I challenge you…find out how your friends need to be loved, and no matter how different it is from you…make an effort to show them that you care in the loudest way they will hear it. Please, don’t lose a friendship worth holding onto because of something so fixable. Be willing

Posted by: inhiswill412 | November 15, 2007

The irony of it all…

I’m not entirely sure where to even begin this, or that I have lots to say, but it’s just one of those times when I felt like I should write a blog….so I am. God has been really opening my eyes lately to things that are almost shocking. Some lessons learned are about me, some about others, and some about just life in general. Either way I look at it though, it’s as if God is opening my eyes slowly, but surely. He’s maturing me. It’s funny to me because I’m almost 20, but age really doesn’t mean much now that I’m getting older. It’s just another day. It doesn’t put you at a new level of knowledge or maturity. It simply is a manmade way of determining length of life. My maturity comes through Christ and that’s what I’m finding.

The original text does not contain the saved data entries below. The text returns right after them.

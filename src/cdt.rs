use alloc::vec::Vec;

#[cfg(feature = "serde")]
use serde::{Deserialize, Serialize};

use crate::delaunay_core::math;
use crate::{CoordinateNum, Edge, Point2};

/// Decides which cavity boundary edges may be closed off with a new triangle.
///
/// An [Engine](crate::Engine) consults its filter once per cavity boundary edge during
/// [insert_point](crate::Engine::insert_point). Two filters are bundled:
///  - [Unconstrained] never blocks anything and yields a plain Delaunay triangulation.
///  - [ConstraintFilter] blocks edges that equal or cross a fixed set of constraint segments.
pub trait EdgeFilter<S: CoordinateNum> {
    /// Returns `true` if no triangle may be built on top of `edge`.
    fn is_blocked(&self, edge: &Edge<S>) -> bool;

    /// Returns `true` if the straight line between `from` and `to` is obstructed.
    ///
    /// Used when validating the empty circumcircle property: a vertex inside a circumcircle
    /// is tolerated if it can not see the triangle.
    fn obstructs(&self, from: Point2<S>, to: Point2<S>) -> bool;
}

/// Edge filter of an unconstrained Delaunay triangulation.
#[derive(Default, Debug, Clone, Copy, PartialEq, Eq, Hash)]
#[cfg_attr(
    feature = "serde",
    derive(Serialize, Deserialize),
    serde(crate = "serde")
)]
pub struct Unconstrained;

impl<S: CoordinateNum> EdgeFilter<S> for Unconstrained {
    fn is_blocked(&self, _: &Edge<S>) -> bool {
        false
    }

    fn obstructs(&self, _: Point2<S>, _: Point2<S>) -> bool {
        false
    }
}

/// Edge filter of a constrained triangulation.
///
/// Holds a fixed list of constraint segments, usually the outline of a shape. A cavity
/// boundary edge is blocked if it is equal to a constraint or crosses one. Blocked edges
/// are left open: the cavity is not closed on that side and no constraint edge is ever
/// restored by splitting or flipping.
///
/// The segments are not checked for closure or self intersections.
///
/// # Example
/// ```
/// use trowel::{ConstraintFilter, Edge, EdgeFilter, Point2};
///
/// let square = [
///     Point2::new(0.0, 0.0),
///     Point2::new(1.0, 0.0),
///     Point2::new(1.0, 1.0),
///     Point2::new(0.0, 1.0),
/// ];
/// let filter = ConstraintFilter::from_polyline(square, true);
/// assert_eq!(filter.constraints().len(), 4);
///
/// // Equal to a constraint
/// assert!(filter.is_blocked(&Edge::new(square[1], square[0])));
/// // Crosses the right side of the square
/// assert!(filter.is_blocked(&Edge::new(Point2::new(0.5, 0.5), Point2::new(2.0, 0.5))));
/// // Only touches constraints at its end points
/// assert!(!filter.is_blocked(&Edge::new(square[0], square[2])));
/// ```
#[derive(Default, Debug, Clone)]
#[cfg_attr(
    feature = "serde",
    derive(Serialize, Deserialize),
    serde(crate = "serde")
)]
pub struct ConstraintFilter<S> {
    constraints: Vec<Edge<S>>,
}

impl<S: CoordinateNum> ConstraintFilter<S> {
    /// Creates a filter from a list of constraint segments.
    pub fn new(constraints: impl IntoIterator<Item = Edge<S>>) -> Self {
        ConstraintFilter {
            constraints: constraints.into_iter().collect(),
        }
    }

    /// Creates a filter from a polyline connecting consecutive vertices.
    ///
    /// If `closed` is `true`, the last vertex is connected to the first one.
    pub fn from_polyline(vertices: impl IntoIterator<Item = Point2<S>>, closed: bool) -> Self {
        let vertices: Vec<_> = vertices.into_iter().collect();
        let mut constraints: Vec<_> = vertices
            .windows(2)
            .map(|pair| Edge::new(pair[0], pair[1]))
            .collect();

        if closed && vertices.len() > 2 {
            if let (Some(&first), Some(&last)) = (vertices.first(), vertices.last()) {
                constraints.push(Edge::new(last, first));
            }
        }

        ConstraintFilter { constraints }
    }

    /// Returns all constraint segments.
    pub fn constraints(&self) -> &[Edge<S>] {
        &self.constraints
    }

    /// Returns `true` if `edge` is equal to one of the constraint segments.
    pub fn is_constraint(&self, edge: &Edge<S>) -> bool {
        self.constraints.iter().any(|constraint| constraint == edge)
    }

    /// Returns the first constraint segment crossed by `edge`.
    pub fn crossed_constraint(&self, edge: &Edge<S>) -> Option<&Edge<S>> {
        self.constraints
            .iter()
            .find(|constraint| crosses(edge, constraint))
    }
}

impl<S: CoordinateNum> PartialEq for ConstraintFilter<S> {
    fn eq(&self, other: &Self) -> bool {
        self.constraints == other.constraints
    }
}

/// Returns `true` if `edge` and `constraint` intersect anywhere except at a common end point.
///
/// Segments that share an end point only cross if they overlap collinearly beyond it.
fn crosses<S: CoordinateNum>(edge: &Edge<S>, constraint: &Edge<S>) -> bool {
    match edge.shared_endpoint(constraint) {
        Some(shared) => {
            let edge_end = if edge.start == shared { edge.end } else { edge.start };
            let constraint_end = if constraint.start == shared {
                constraint.end
            } else {
                constraint.start
            };
            math::orientation(shared, edge_end, constraint_end).is_collinear()
                && (math::on_segment(shared, constraint_end, edge_end)
                    || math::on_segment(shared, edge_end, constraint_end))
        }
        None => edge.intersects(constraint),
    }
}

impl<S: CoordinateNum> EdgeFilter<S> for ConstraintFilter<S> {
    fn is_blocked(&self, edge: &Edge<S>) -> bool {
        self.is_constraint(edge) || self.crossed_constraint(edge).is_some()
    }

    fn obstructs(&self, from: Point2<S>, to: Point2<S>) -> bool {
        self.crossed_constraint(&Edge::new(from, to)).is_some()
    }
}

Looking back, I’ve come quite a long way from where I used to be. I finally realize the value of money and the importance of spending it wisely. I no longer “need” a guy in my life to believe in myself. Family is always there for me no matter what. Friends come and go; my only job is to be careful of the footprints they leave on my heart and to make sure I leave good ones on theirs. I will always have growing up to do.

I have formed some new ideas along the way such as…Life really is exactly what you make of it. Laugh as loud and crazy as you want because all the people looking simply are not having as much fun as you. Forgive quickly because grudges are only really tearing at you. Smile as much as possible and find delight in the little things because sometimes the big ones just aren’t around. The good news is that the sun still shines and the wind still blows.

Anyway, I have no idea what all this is and where it came from, but God is moving me lately…He’s teaching me things and opening my eyes. I have a feeling a new level is on the horizon. Keep me in your prayers if you could…I’ll need them.

Biggest lesson learned: Don’t rush into things that are not for sure from God. Sometimes where you’re at is really where He wants you to be at…even if it’s miserable! I promise He has a plan…don’t screw it up!